También es el dinero lo que indica que Sergio De Loof es a Buenos Aires lo que Warhol fue a Nueva York. Ambos lograron reunir bajo un mismo techo la tilinguería del fashion, la frivolidad de la publicidad y la densidad del under (y a la vez, cautivar a esa especie inconformista que es el intelectual snob). Ambos hicieron de ese rejunte y de la noche una fiesta en loop y una performance generadora de estilos. Ambos pusieron lo berreta sobre un pedestal de mármol y, al hacerlo, rediseñaron la escenografía urbana. Y ambos se desvelaron por el dinero, sólo que Warhol logró encauzar su ansiedad en empresas redituables y De Loof, aun en sus emprendimientos más exitosos –bares, restaurantes, discos–, dejó escapar las monedas por sus bolsillos agujereados. Como si no lograra organizarse o como si en el fondo no lo quisiera del todo.

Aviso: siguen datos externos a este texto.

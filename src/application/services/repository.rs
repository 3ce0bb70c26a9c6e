//! Guide persistence service
//!
//! Reads and writes guide files as pretty JSON wrapped in the save envelope.

use std::path::{Path, PathBuf};
use std::sync::Arc;

use tracing::{debug, error, info, instrument};

use crate::application::envelope;
use crate::application::services::export::{render_html, render_text, ExportFormat};
use crate::application::{ApplicationError, ApplicationResult, IoResultExt};
use crate::config::Settings;
use crate::domain::Guide;
use crate::infrastructure::traits::FileSystem;
use crate::util::path::guide_file_name;

/// Service for loading, saving and exporting guides.
pub struct GuideRepository {
    fs: Arc<dyn FileSystem>,
    settings: Arc<Settings>,
}

impl GuideRepository {
    pub fn new(fs: Arc<dyn FileSystem>, settings: Arc<Settings>) -> Self {
        Self { fs, settings }
    }

    /// Where a guide is saved when no path is given.
    pub fn default_path(&self, guide: &Guide) -> PathBuf {
        self.settings.guides_dir().join(guide_file_name(
            &guide.metadata.title,
            &self.settings.guide_extension,
        ))
    }

    /// Write the guide, creating parent directories. Returns the path written.
    #[instrument(level = "debug", skip(self, guide), fields(title = %guide.metadata.title))]
    pub fn save(&self, guide: &Guide, path: Option<&Path>) -> ApplicationResult<PathBuf> {
        let path = path
            .map(Path::to_path_buf)
            .unwrap_or_else(|| self.default_path(guide));

        let doc = envelope::wrap(guide, &self.settings.app_name)
            .with_path_context("serialize guide", &path)?;
        let json = serde_json::to_string_pretty(&doc).with_path_context("serialize guide", &path)?;

        self.fs
            .ensure_parent(&path)
            .with_path_context("create directory for", &path)?;
        self.fs
            .write_atomic(&path, &json)
            .with_path_context("write guide", &path)?;

        info!("saved guide '{}' to {}", guide.metadata.title, path.display());
        Ok(path)
    }

    /// Read a guide, dropping the save envelope.
    #[instrument(level = "debug", skip(self))]
    pub fn load(&self, path: &Path) -> ApplicationResult<Guide> {
        if !self.fs.is_file(path) {
            return Err(ApplicationError::GuideNotFound(path.to_path_buf()));
        }
        let content = self
            .fs
            .read_to_string(path)
            .with_path_context("read guide", path)?;

        let malformed = |e: serde_json::Error| ApplicationError::MalformedGuide {
            path: path.to_path_buf(),
            message: e.to_string(),
        };
        let mut doc: serde_json::Value = serde_json::from_str(&content).map_err(malformed)?;
        if envelope::strip(&mut doc).is_some() {
            debug!("stripped save envelope from {}", path.display());
        }
        let guide: Guide = serde_json::from_value(doc).map_err(malformed)?;

        info!(
            "loaded guide '{}' ({} nodes) from {}",
            guide.metadata.title,
            guide.len(),
            path.display()
        );
        Ok(guide)
    }

    /// Load, logging and swallowing any failure.
    pub fn try_load(&self, path: &Path) -> Option<Guide> {
        match self.load(path) {
            Ok(guide) => Some(guide),
            Err(e) => {
                error!("failed to load guide {}: {}", path.display(), e);
                None
            }
        }
    }

    /// Write a one-way rendering of the guide. `Json` is a regular save.
    pub fn export(&self, guide: &Guide, format: ExportFormat, path: &Path) -> ApplicationResult<()> {
        let content = match format {
            ExportFormat::Json => {
                self.save(guide, Some(path))?;
                return Ok(());
            }
            ExportFormat::Text => render_text(guide),
            ExportFormat::Html => render_html(guide),
        };

        self.fs
            .ensure_parent(path)
            .with_path_context("create directory for", path)?;
        self.fs
            .write_atomic(path, &content)
            .with_path_context("write export", path)?;
        info!("exported guide '{}' as {} to {}", guide.metadata.title, format, path.display());
        Ok(())
    }
}
//! CLI layer: argument parsing and command dispatch

pub mod args;
pub mod commands;
pub mod error;
pub mod output;
pub mod runner;

pub use args::{Cli, Commands};
pub use commands::execute;
pub use error::{CliError, CliResult};
pub use runner::{run_session, RunOutcome};
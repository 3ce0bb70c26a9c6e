//! Standard exit codes (BSD sysexits.h compatible)

/// Successful termination
pub const OK: i32 = 0;

/// Command line usage error
pub const USAGE: i32 = 64;

/// Data format error (also: guide failed validation)
pub const DATAERR: i32 = 65;

/// Cannot open input
pub const NOINPUT: i32 = 66;

/// Input/output error
pub const IOERR: i32 = 74;

/// Configuration error
pub const CONFIG: i32 = 78;
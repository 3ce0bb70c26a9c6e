//! Error conversion helpers for common I/O and serialization operations
//!
//! Provides extension traits for cleaner error handling with path context.

use std::io;
use std::path::Path;

use crate::application::{ApplicationError, ApplicationResult};

/// Extension trait for converting `io::Result` to `ApplicationResult` with context.
pub trait IoResultExt<T> {
    /// Add path context to an I/O error.
    ///
    /// # Example
    /// ```ignore
    /// fs.write_atomic(&path, &json)
    ///     .with_path_context("write guide", &path)?;
    /// ```
    fn with_path_context(self, action: &str, path: &Path) -> ApplicationResult<T>;
}

impl<T> IoResultExt<T> for io::Result<T> {
    fn with_path_context(self, action: &str, path: &Path) -> ApplicationResult<T> {
        self.map_err(|e| ApplicationError::OperationFailed {
            context: format!("{}: {}", action, path.display()),
            source: Box::new(e),
        })
    }
}

impl<T> IoResultExt<T> for serde_json::Result<T> {
    fn with_path_context(self, action: &str, path: &Path) -> ApplicationResult<T> {
        self.map_err(|e| ApplicationError::OperationFailed {
            context: format!("{}: {}", action, path.display()),
            source: Box::new(e),
        })
    }
}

Puede que sea el grano de la película o la falta de iluminación pero la historia parece haber sido rodada durante días nublados. Lo que les termina dando a las escenas una sensación de baja temperatura: como si el ambiente estuviera destemplado o transcurriera todo en una atmósfera encapsulada. Mitlag logra capturar la vitalidad del artista con planos sencillos pero elegantemente extraños que recuerdan aquella fotografía de su autoría llamada Monumento marrón donde un living se volvía un espacio enrarecido. Las fotos de Mitlag, con sus ambientaciones austeras y preciosistas, llevan directo a De Loof, y lo brillante es que es una relación que poco antes hubiese parecido insospechada.

En cierto momento el documental registra el detrás de escena de la obra Skandal! Moda de cámara. Una superproducción en el Instituto Goethe que termina –fiel a la tradición deloofiana– deliciosamente atada con alambres. El paralelo que traza Mitlag entre el espíritu romántico de De Loof y las desventuras del joven Werther es un hallazgo de la narración.

Una historia del trash rococó parece también la vida de un moderno Leonardo da Vinci: un ser endemoniadamente talentoso, que leyó el tejido de su sociedad como nadie, lleno de proyectos heterogéneos y grandilocuentes, algunos exitosos y muchos otros no. Príncipe y mendigo, De Loof es uno de los artistas más honestos y menos especuladores –aun en sus instantes de máxima especulación– y eso parecería minarle la carrera. Aunque, por supuesto, la idea de una carrera en el arte debe provocarle risas.

Es verdad que De Loof tiene proyectos fallidos que a veces parecen la revista Vogue con un especial sobre Bolivia. Pero también hay otros donde el artista ve la matriz porteña –sus clases, sus vicios, sus gustos y debilidades– y con su aspecto de Rasputín, un místico entre los zares, logra combinar todo en una visión original. La creatividad extendida de De Loof materializada ya sea en un plato de comida barato o en una muestra de objetos viejos guardados en un cajón, es siempre sobre un estado de entropía. La entropía no sólo como un fenómeno físico sino también como una continua expansión del espíritu. Son esos momentos de frivolidad–profunda los que suceden cuando “la nave” (como llama una amiga suya a toda su producción: un lugar que no está concretamente en ningún lado sino que sobrevuela Buenos Aires) desciende por un rato para fundar un espacio. Entonces la Tierra se ilumina. Y es ahí, en el fulgor de una bola de espejos de una disco, donde se vislumbra el Big Bang del que surgió el artista.